Hi everyone I'm new here. I decided to stop living paycheck to paycheck in the middle of September (about 2 months ago) however it seems like I have a much lower income than most on here (although I only found MMM 2 weeks ago) and I'm looking for some advice on where to start.

I'm from England, my monthly wages are just over 1100 and since I decided to stop living paycheck to paycheck (2 paydays ago) I have saved just over 1000. I live in a house share which costs just under 350 a month and this includes electric, water, gas, council tax  (I think you call this property tax in the USA) and I don't own a TV (so no extra bills here). I get the bus to work which costs just over 50 per month but this bus ticket allows me to use the bus all day, every day as much as I want. I do martial arts twice a week which costs about 50 per month. I walk the 2 miles to the supermarket (and 2 miles back) to do my weekly shop. And my phone bill is 10 a month. So I have worked out my monthly budget to be 600 allowing me to save 500 per month as this is what I have been doing for the last two paydays.
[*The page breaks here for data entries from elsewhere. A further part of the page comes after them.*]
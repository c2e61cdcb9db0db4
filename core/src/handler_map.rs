//! Nested handler maps and their flattening into canonical keys.
//!
//! A [`HandlerMap`] is the declarative input to reducer construction: an
//! ordered map from action-type keys to either leaf handlers or nested
//! sub-maps. [`flatten_handler_map`] walks the nesting depth-first and
//! joins string keys into divider-separated paths, producing the
//! [`FlatHandlerMap`] the reducer assembler consumes.

use std::fmt;

use crate::action::{Action, ActionType};
use crate::error::ConfigError;
use crate::handler::Handler;

/// Key-joining options for flattening.
///
/// The divider separates nested path segments and the prefix, when
/// non-empty, is applied ahead of every joined path. Options affect only
/// how keys are spelled, never how handlers resolve.
///
/// # Examples
///
/// ```
/// use foldux_core::handler_map::MapOptions;
///
/// let options = MapOptions::new().with_divider(":").with_prefix("app");
/// assert_eq!(options.divider(), ":");
/// assert_eq!(options.prefix(), "app");
/// ```
#[derive(Debug, Clone, PartialEq, Eq)]
pub struct MapOptions {
    divider: String,
    prefix: String,
}

impl MapOptions {
    /// Options with the default divider (`"/"`) and no prefix.
    #[must_use]
    pub fn new() -> Self {
        Self {
            divider: "/".to_owned(),
            prefix: String::new(),
        }
    }

    /// Set the divider joining nested key segments.
    #[must_use]
    pub fn with_divider(mut self, divider: impl Into<String>) -> Self {
        self.divider = divider.into();
        self
    }

    /// Set the prefix applied ahead of every joined path.
    #[must_use]
    pub fn with_prefix(mut self, prefix: impl Into<String>) -> Self {
        self.prefix = prefix.into();
        self
    }

    /// The divider joining nested key segments.
    #[must_use]
    pub fn divider(&self) -> &str {
        &self.divider
    }

    /// The prefix applied ahead of every joined path.
    #[must_use]
    pub fn prefix(&self) -> &str {
        &self.prefix
    }
}
/// Build a reducer from a handler map and a required default state.
///
/// The one-call form of [`Reducer::builder`] with default options; reach
/// for the builder when a custom divider, prefix, or failure predicate is
/// needed.
///
/// # Errors
///
/// Returns [`ConfigError::DuplicateKey`] when the map flattens two entries
/// to the same key.
///
/// # Examples
///
/// ```
/// use foldux_core::{create_reducer, Action, HandlerMap};
///
/// #[derive(Clone, Debug, PartialEq)]
/// struct CounterState {
///     counter: i64,
/// }
///
/// let reducer = create_reducer(
///     HandlerMap::new()
///         .on("increment", |state: CounterState, action: &Action<i64>| CounterState {
///             counter: state.counter + action.payload().copied().unwrap_or(0),
///         })
///         .on("decrement", |state, action| CounterState {
///             counter: state.counter - action.payload().copied().unwrap_or(0),
///         }),
///     CounterState { counter: 0 },
/// )?;
///
/// let state = reducer.reduce(
///     Some(CounterState { counter: 3 }),
///     &Action::new("increment").with_payload(7),
/// );
/// assert_eq!(state, CounterState { counter: 10 });
///
/// let state = reducer.reduce(Some(state), &Action::new("decrement").with_payload(7));
/// assert_eq!(state, CounterState { counter: 3 });
/// # Ok::<(), foldux_core::ConfigError>(())
/// ```
pub fn create_reducer<S, P>(
    handlers: HandlerMap<S, P>,
    default_state: S,
) -> Result<Reducer<S, P>, ConfigError> {
    Reducer::builder(handlers)
        .default_state(default_state)
        .build()
}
I want to have 3-6 months living expenses ready and available if I ever need it (1800-3600). I am planning on using the money I save to buy cheap properties which I will then renovate and rent out. I have chosen this route for 2 reasons the first being I have always wanted to do something like this but never known how I was going to afford a property let alone more than one and the second reason is I know very little about investing but as far as I can work out the best strategy for investment as an income revenue is to not withdraw from your investments but allow them to build over time.

So my first question is, is there anyway I can make my money work for me while I am saving it to buy my first property with intrest rates so low there's not much in the way of ROI?

My second question is does anyone have any advice on whether I should go down the mortgage route or save up and buy out right ( I'd be looking at spending about 50k for the first property).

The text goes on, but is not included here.